Data Scientist and trainer at Win Vector LLC. One of the authors of Practical Data Science with R.

Excellent insight!

>> The frequency estimate is a random variable with variance (1/Z)/(n/Z)^2 = Z/n^2.

How is that?

The count random variable was mean (1/Z) variance (1/Z) (standard properties of the Poisson distribution). To convert counts (call them x) to frequencies we divide by (n/Z) (the size of the Bootstrap sets we are counting over). Variance is E[(x-mean(x))^2]. E[(x/(n/Z)-mean(x/(n/Z))^2] = E[(x-mean(x))^2 / (n/Z)^2] = (Z/n)^2 E[(x-mean(x))^2] = (Z/n)^2 (1/Z) = Z/n^2.

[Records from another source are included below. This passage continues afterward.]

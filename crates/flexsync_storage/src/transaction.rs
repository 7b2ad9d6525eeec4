//! Read and write transactions.

use crate::apply::{apply_changeset, apply_instruction};
use crate::database::Database;
use crate::error::{StorageError, StorageResult};
use crate::history::HistoryEntry;
use crate::object::{ColumnSpec, ObjKey, Value};
use crate::snapshot::Snapshot;
use flexsync_protocol::{
    AddColumn, AddInteger, AddTable, ArrayErase, ArrayInsert, ArrayMove, Changeset, Clear,
    CollectionType, CreateObject, EraseColumn, EraseObject, EraseTable, Instruction, InternString,
    ObjLink, Path, PathElement, Payload, PayloadType, PrimaryKey, PrimaryKeySpec, SetErase,
    SetInsert, TableType, Timestamp, Update,
};
use parking_lot::MutexGuard;
use std::ops::Deref;
use std::sync::Arc;

/// A consistent read-only view of the database.
#[derive(Debug, Clone)]
pub struct ReadTransaction {
    snapshot: Arc<Snapshot>,
}

impl ReadTransaction {
    pub(crate) fn new(snapshot: Arc<Snapshot>) -> Self {
        Self { snapshot }
    }
}

impl Deref for ReadTransaction {
    type Target = Snapshot;

    fn deref(&self) -> &Snapshot {
        &self.snapshot
    }
}

/// Capability to write without recording the changes for upload.
///
/// Used when integrating changesets received from the server and when
/// maintaining sync metadata. Only valid for the database that issued it.
#[derive(Debug, Clone, Copy, PartialEq, Eq)]
pub struct ReplicationOverride {
    pub(crate) database_id: u64,
}

/// One step of a path into a nested collection.
#[derive(Debug, Clone, PartialEq, Eq)]
pub enum PathStep {
    /// Dictionary key or embedded object field.
    Field(String),
    /// List index.
    Index(u32),
}

impl From<&str> for PathStep {
    fn from(s: &str) -> Self {
        PathStep::Field(s.to_string())
    }
}

impl From<u32> for PathStep {
    fn from(i: u32) -> Self {
        PathStep::Index(i)
    }
}

/// The single active writer.
///
/// Every mutation is expressed as an [`Instruction`] and applied to a private
/// copy of the latest snapshot. Unless replication was overridden, the
/// instructions are collected into a changeset that becomes a history entry on
/// commit. Dropping the transaction without committing discards it.
pub struct WriteTransaction<'db> {
    db: &'db Database,
    _guard: MutexGuard<'db, ()>,
    snapshot: Snapshot,
    changeset: Changeset,
    replicate: bool,
}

I’ve added some more calculation details here: https://github.com/WinVector/Examples/blob/master/DiffPriv/PrivStep/DiffPrivEsts.ipynb

If you look at the probability that your approach produces a count of one, given either an all-zeros dataset (prob = 0) or a all-but-one-zeros dataset (prob > 0) the ratios end up being not bounded by exp(epsilon), which is a requirement for epsilon-differential privacy. While you have a rare event (prob ~ 1/Z) you must take the ratio between this and the alternate probability (prob = 0) rather than their difference.

Ah, that is where we went wrong. We got so caught up in the calculation we ignored the definition. Thank you for the correction, I am going to update the note to talk about what we had been thinking of (but failed to write about): indistinguishability.